徳川宗春 元禄9年(1696)~明和元年(1764)

 徳川宗春は元禄9年10月28日、尾張家第3代の綱誠の第20番目の男子として生まれました。母は三浦太郎兵衛の娘、のちの宣揚院です。幼名は万五郎。宝永5年(1708)松平通春と名乗りました。
 正徳3年(1713)に出府し、何年かの江戸暮らしを経験しました。華やかな都会の人々に触れ、都市の楽しみを享受したことが、後年尾張藩主になってからの宗春の政治に影響を与えたと考えられます。享保元年(1716)には江戸城に登城し、将軍家継に初めてお目見えしています。
 宗春が長い部屋住み時代を終えたのは、享保14年(1729)でした。陸奥国梁川(福島県伊達郡梁川町)の尾張徳川家の支族である大久保家が断絶したため、3万石の領地を受け継いだのです。また、この年に長男万五郎が生まれ、めでたいことが重なりました。

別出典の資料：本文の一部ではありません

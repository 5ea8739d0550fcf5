//! Stache is a small template renderer meant to be embedded in applications that need
//! to produce bits of text, like HTML fragments or notification messages, from data.
//!
//! Templates mix literal text with tags in double curly braces. There are three kinds of tags:
//!
//! - `{{ path }}` prints a value, e.g. `{{ user.name }}`
//! - `{{#if path}} ... {{/if}}` renders its content only if the value is truthy
//! - `{{#each path}} ... {{/each}}` renders its content once for every item of a list,
//!   with the item as the context
//!
//! # Getting started
//!
//! ```
//! use stache::prelude::*;
//!
//! let mut context = Context::new();
//! context.set("name", "Alice").unwrap();
//! context.set("items", vec!["apples", "oranges"]).unwrap();
//!
//! let text = render("Hi {{name}}!{{#if items}} You bought:{{#each items}} ...{{/each}}{{/if}}", &context);
//!
//! assert_eq!(text, "Hi Alice! You bought: ... ...");
//! ```
//!
//! Contexts can be built from JSON too:
//!
//! ```
//! use stache::prelude::*;
//! use serde_json::json;
//!
//! let context = Context::from(json!({
//!     "users": [{"name": "A"}, {"name": "B"}],
//! }));
//!
//! assert_eq!(render("{{#each users}}{{name}}-{{/each}}", &context), "A-B-");
//! ```
//!
//! # Errors
//!
//! Rendering doesn't fail. Variables that don't exist print nothing, `{{` without a matching `}}`
//! is printed as-is, and blocks without a closing tag print nothing.
//!
//! Deeply nested blocks are rendered recursively. [`Renderer`] can enforce a nesting limit,
//! configured in `stache.toml` (see [`config`]):
//!
//! ```
//! use stache::prelude::*;
//!
//! let renderer = Renderer::unlimited().max_depth(Some(1));
//! let result = renderer.try_render("{{#if a}}{{#if b}}{{/if}}{{/if}}", &Context::new());
//!
//! assert!(result.is_err());
//! ```
pub mod config;
pub mod logging;
pub mod prelude;
pub mod template;

pub use config::Config;
pub use logging::Logger;
pub use template::{render, Context, Error, Fields, Renderer, ToValue, Value};
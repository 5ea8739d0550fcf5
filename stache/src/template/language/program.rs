//! Parsed template.
//!
//! A program is a list of statements. It's built for one render call and
//! thrown away afterwards.
use super::super::{Error, Lexer, Value};
use super::Statement;

/// Executable template.
#[derive(Debug, Clone, PartialEq, Default)]
pub struct Program {
    statements: Vec<Statement>,
}

impl Program {
    pub fn new(statements: Vec<Statement>) -> Self {
        Self { statements }
    }

    /// Evaluate the program given the context.
    pub fn evaluate(&self, context: &Value) -> String {
        let mut result = String::new();
        self.evaluate_into(context, &mut result);
        result
    }

    /// Evaluate the program, appending the result to `output`.
    pub fn evaluate_into(&self, context: &Value, output: &mut String) {
        for statement in &self.statements {
            statement.evaluate(context, output);
        }
    }

    /// Parse all tokens the lexer produces.
    pub fn parse(
        mut lexer: Lexer<'_>,
        depth: usize,
        max_depth: Option<usize>,
    ) -> Result<Self, Error> {
        let mut statements = vec![];

        while let Some(token) = lexer.next() {
            if let Some(statement) = Statement::parse(token, &mut lexer, depth, max_depth)? {
                statements.push(statement);
            }
        }

        Ok(Program { statements })
    }

    /// Parse the program from source.
    ///
    /// With `max_depth` set, templates with more nested blocks
    /// than that are rejected.
    pub fn from_str(source: &str, max_depth: Option<usize>) -> Result<Self, Error> {
        Program::parse(Lexer::new(source), 0, max_depth)
    }

    pub fn statements(&self) -> &[Statement] {
        &self.statements
    }
}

 宗春の運命に急変が起きたのは翌享保15年(1730)です。11月27日、尾張家6代藩主である兄の継友が39歳で急逝したのです。世継ぎのいない継友の後継者は、宗春しかいませんでした。宗春は御三家筆頭尾張家の主となったのです。翌享保16年(1731)正月19日には従三位左近衛中将に任じられ、このとき通春を宗春と改名します。36歳でした。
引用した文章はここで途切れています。